Gemma Rose — Guest Poet for On Dit’s Open Mic Night
As part of On Dit’s Hearsay Launch — Open Mic Night, we are so very lucky to have a guest poet, Gemma Rose (she / they), joining us for the event.
Gemma has a formidable background in poetry, performance and creative writing. Check out her bio below!
Gemma Rose has been writing since she was very young. Her mother told her she would never be bored so long as she had her imagination, so she spent her childhood making picture books held together with string, and writing song lyrics. In year three she was disqualified from a Statewide poetry competition because it was assumed that ‘no child of 7 could have written that poem’. Not to be deterred, she has been writing ever since.

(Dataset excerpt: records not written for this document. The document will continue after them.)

//! A miniature LSM host for driving the engine end to end.
//!
//! [`MiniLsm`] implements the [`LsmHost`] trait over real SST files
//! written with the crate's own `SstWriter`. It keeps an authoritative
//! `key → value` view of the namespace alongside the file-level state,
//! so the full-scan fallback (and every test assertion) has a perfect
//! oracle to compare against.
//!
//! Compactions can run **with** the engine's listener (normal
//! operation: inputs preserved, lineage recorded) or **silently**
//! (simulating lineage that was never captured or has been pruned — the
//! fallback trigger).

use std::{
    collections::{BTreeMap, HashMap},
    path::{Path, PathBuf},
    sync::{Arc, Mutex},
    time::Duration,
};

use snapdiff::host::{HostError, LsmHost, SnapshotIter};
use snapdiff::listener::CompactionListener;
use snapdiff::sstable::{PointEntry, RangeTombstone, SstRecord, SstWriter, Sstable, value_digest};

/// One frozen snapshot view: its visible sequence plus the full
/// namespace at capture time.
struct SnapView {
    sequence: u64,
    view: BTreeMap<Vec<u8>, Vec<u8>>,
}

#[derive(Default)]
struct MemTable {
    points: Vec<PointEntry>,
    ranges: Vec<RangeTombstone>,
}

struct Inner {
    live: BTreeMap<u64, PathBuf>,
    views: HashMap<u64, SnapView>,
    mem: MemTable,
    current: BTreeMap<Vec<u8>, Vec<u8>>,
    next_file_id: u64,
    last_seq: u64,
}

/// The test host.
pub struct MiniLsm {
    dir: PathBuf,
    inner: Mutex<Inner>,
    /// Per-item delay injected into snapshot iterators, for
    /// cancellation and timeout tests.
    iter_delay: Option<Duration>,
}

impl MiniLsm {
    pub fn new(dir: impl AsRef<Path>) -> Arc<Self> {
        Self::with_iter_delay(dir, None)
    }

    pub fn with_iter_delay(dir: impl AsRef<Path>, iter_delay: Option<Duration>) -> Arc<Self> {
        let dir = dir.as_ref().to_path_buf();
        std::fs::create_dir_all(&dir).unwrap();
        Arc::new(Self {
            dir,
            inner: Mutex::new(Inner {
                live: BTreeMap::new(),
                views: HashMap::new(),
                mem: MemTable::default(),
                current: BTreeMap::new(),
                next_file_id: 1,
                last_seq: 0,
            }),
            iter_delay,
        })
    }

    pub fn put(&self, key: impl Into<Vec<u8>>, value: impl Into<Vec<u8>>) {
        let (key, value) = (key.into(), value.into());
        let mut inner = self.inner.lock().unwrap();
        inner.last_seq += 1;
        let seq = inner.last_seq;
        inner
            .mem
            .points
            .push(PointEntry::put(key.clone(), value.clone(), seq));
        inner.current.insert(key, value);
    }

    pub fn delete(&self, key: impl Into<Vec<u8>>) {
        let key = key.into();
        let mut inner = self.inner.lock().unwrap();
        inner.last_seq += 1;
        let seq = inner.last_seq;
        inner.mem.points.push(PointEntry::delete(key.clone(), seq));
        inner.current.remove(&key);
    }

    pub fn delete_range(&self, start: impl Into<Vec<u8>>, end: impl Into<Vec<u8>>) {
        let (start, end) = (start.into(), end.into());
        let mut inner = self.inner.lock().unwrap();
        inner.last_seq += 1;
        let seq = inner.last_seq;
        inner
            .mem
            .ranges
            .push(RangeTombstone::new(start.clone(), end.clone(), seq));
        let doomed: Vec<Vec<u8>> = inner
            .current
            .range(start..end)
            .map(|(k, _)| k.clone())
            .collect();
        for key in doomed {
            inner.current.remove(&key);
        }
    }

    /// Flush the memtable to a fresh SST. Returns the new file id, or
    /// `None` when there was nothing to flush.
    pub fn flush(&self) -> Option<u64> {
        let mut inner = self.inner.lock().unwrap();
        if inner.mem.points.is_empty() && inner.mem.ranges.is_empty() {
            return None;
        }
        let file_id = inner.next_file_id;
        inner.next_file_id += 1;

        let mem = std::mem::take(&mut inner.mem);
        let mut points = mem.points;
        points.sort_by(|a, b| a.key.cmp(&b.key).then(b.seqno.cmp(&a.seqno)));
        let mut ranges = mem.ranges;
        ranges.sort_by(|a, b| a.start.cmp(&b.start));

        let path = self.dir.join(format!("{file_id:06}.sst"));
        SstWriter::new(&path)
            .build(points.into_iter(), ranges.into_iter(), false)
            .unwrap();
        inner.live.insert(file_id, path);
        Some(file_id)
    }

    /// Major-compact every live SST into one, applying and dropping
    /// tombstones, notifying `listener` around the swap the way a real
    /// host would (begin before the inputs are deleted).
    pub fn compact_all(&self, listener: Option<&CompactionListener>) -> Option<u64> {
        // Phase 1: pick inputs without holding the lock across the
        // listener callback (the callback takes the engine event lock).
        let inputs: Vec<(u64, PathBuf)> = {
            let inner = self.inner.lock().unwrap();
            inner.live.iter().map(|(&id, p)| (id, p.clone())).collect()
        };
        if inputs.len() < 2 {
            return None;
        }
        let input_ids: Vec<u64> = inputs.iter().map(|(id, _)| *id).collect();

        if let Some(listener) = listener {
            listener.on_compaction_begin(&input_ids);
        }

        // Merge: newest version per key wins; range tombstones apply to
        // older covered puts; every tombstone is dropped (this is a
        // full-set merge, nothing can resurrect).
        let mut records: Vec<SstRecord> = Vec::new();
        for (_, path) in &inputs {
            let table = Sstable::open(path).unwrap();
            records.extend(table.scan_all().unwrap().map(|r| r.unwrap()));
        }
        records.sort();

        let mut ranges: Vec<(Vec<u8>, Vec<u8>, u64)> = Vec::new();
        for record in &records {
            if let SstRecord::RangeDelete { start, end, seqno } = record {
                ranges.push((start.clone(), end.clone(), *seqno));
            }
        }

        let mut survivors: Vec<PointEntry> = Vec::new();
        let mut last_key: Option<Vec<u8>> = None;
        for record in records {
            match record {
                SstRecord::RangeDelete { .. } => {}
                SstRecord::Delete { key, .. } => {
                    // Newest version for this key is a tombstone: the
                    // key is gone and the tombstone is spent.
                    if last_key.as_ref() != Some(&key) {
                        last_key = Some(key);
                    }
                }
                SstRecord::Put {
                    key, seqno, value, ..
                } => {
                    if last_key.as_ref() == Some(&key) {
                        continue; // superseded version
                    }
                    last_key = Some(key.clone());
                    let covered = ranges
                        .iter()
                        .any(|(s, e, rseq)| s.as_slice() <= key.as_slice()
                            && key.as_slice() < e.as_slice()
                            && *rseq > seqno);
                    if covered {
                        continue;
                    }
                    let value = value.expect("harness tables are never pruned");
                    survivors.push(PointEntry::put(key, value, seqno));
                }
            }
        }

        let (output_id, ok) = {
            let mut inner = self.inner.lock().unwrap();
            if survivors.is_empty() {
                // Everything eliminated: inputs simply disappear.
                for (id, path) in &inputs {
                    inner.live.remove(id);
                    let _ = std::fs::remove_file(path);
                }
                (None, true)
            } else {
                let file_id = inner.next_file_id;
                inner.next_file_id += 1;
                let path = self.dir.join(format!("{file_id:06}.sst"));
                SstWriter::new(&path)
                    .build(survivors.into_iter(), std::iter::empty(), false)
                    .unwrap();
                for (id, input_path) in &inputs {
                    inner.live.remove(id);
                    let _ = std::fs::remove_file(input_path);
                }
                inner.live.insert(file_id, path);
                (Some(file_id), true)
            }
        };

        if let Some(listener) = listener {
            let outputs: Vec<u64> = output_id.into_iter().collect();
            listener.on_compaction_complete(&input_ids, &outputs, ok);
        }
        output_id
    }

    /// Declare a snapshot: flush pending writes, freeze the namespace
    /// view, and record the visible sequence. The engine's
    /// `snapshot_created` must be called right after.
    pub fn declare_snapshot(&self, snapshot_id: u64) {
        self.flush();
        let mut inner = self.inner.lock().unwrap();
        let view = SnapView {
            sequence: inner.last_seq,
            view: inner.current.clone(),
        };
        inner.views.insert(snapshot_id, view);
    }

    /// The oracle: the namespace as frozen at `snapshot_id`.
    pub fn view(&self, snapshot_id: u64) -> BTreeMap<Vec<u8>, Vec<u8>> {
        self.inner.lock().unwrap().views[&snapshot_id].view.clone()
    }

    pub fn live_count(&self) -> usize {
        self.inner.lock().unwrap().live.len()
    }
}

impl LsmHost for MiniLsm {
    fn list_live_ssts(&self) -> Result<Vec<u64>, HostError> {
        Ok(self.inner.lock().unwrap().live.keys().copied().collect())
    }

    fn sst_path(&self, file_id: u64) -> Result<PathBuf, HostError> {
        self.inner
            .lock()
            .unwrap()
            .live
            .get(&file_id)
            .cloned()
            .ok_or(HostError::UnknownSst(file_id))
    }

    fn snapshot_sequence(&self, snapshot_id: u64) -> Result<u64, HostError> {
        self.inner
            .lock()
            .unwrap()
            .views
            .get(&snapshot_id)
            .map(|v| v.sequence)
            .ok_or(HostError::UnknownSnapshot(snapshot_id))
    }

    fn open_snapshot_iter(&self, snapshot_id: u64) -> Result<SnapshotIter, HostError> {
        let view = {
            let inner = self.inner.lock().unwrap();
            inner
                .views
                .get(&snapshot_id)
                .map(|v| v.view.clone())
                .ok_or(HostError::UnknownSnapshot(snapshot_id))?
        };
        let delay = self.iter_delay;
        let iter = view.into_iter().map(move |(key, value)| {
            if let Some(delay) = delay {
                std::thread::sleep(delay);
            }
            Ok((key, value_digest(&value)))
        });
        Ok(Box::new(iter))
    }
}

She has been published on numerous occasions in the University of Adelaide Student Magazine, On Dit, including in an 8-page featured artist spread and also in The Bent Street Journal.
Gemma’s writing has developed most through writing and working as a freelance writer / performer. Highlights of this experience have included performing as a featured artist for poetry event Draw your (S)words, performing in the 2019 Fringe with Dithyrambia, in the Feast Festival with Queers Underground and collaborating with Adelaide Dance Group, Motus Collective.
In 2020 Gemma wrote, directed, produced and performed her own Fringe show entitled Slowly but Surely showcasing the power of intersecting music and poetry and creating a platform for other young artists.
Most recently, in 2021, Gemma performed as a featured poet for Arthur Art Bar’s Creative Flow, collaborating with pianist Matthew Morrison. She has facilitated poetry night ‘Tatenda’ and was thrilled to be selected as a State Finalist in South Australia’s Poetry Slam with Spoken Word SA. In 2021 she completed a Creative Writing degree with a minor in Gender Studies. Matthew Hooton was a major inspiration to her throughout her studies and she is incredibly thankful for his advice: ‘keep reading, keep writing’.
Her Arts degree particularly her studies in sociology have ensured that she is a critical thinker unafraid of nuance and never comfortable with binary thinking. For this she is grateful to Adelaide University.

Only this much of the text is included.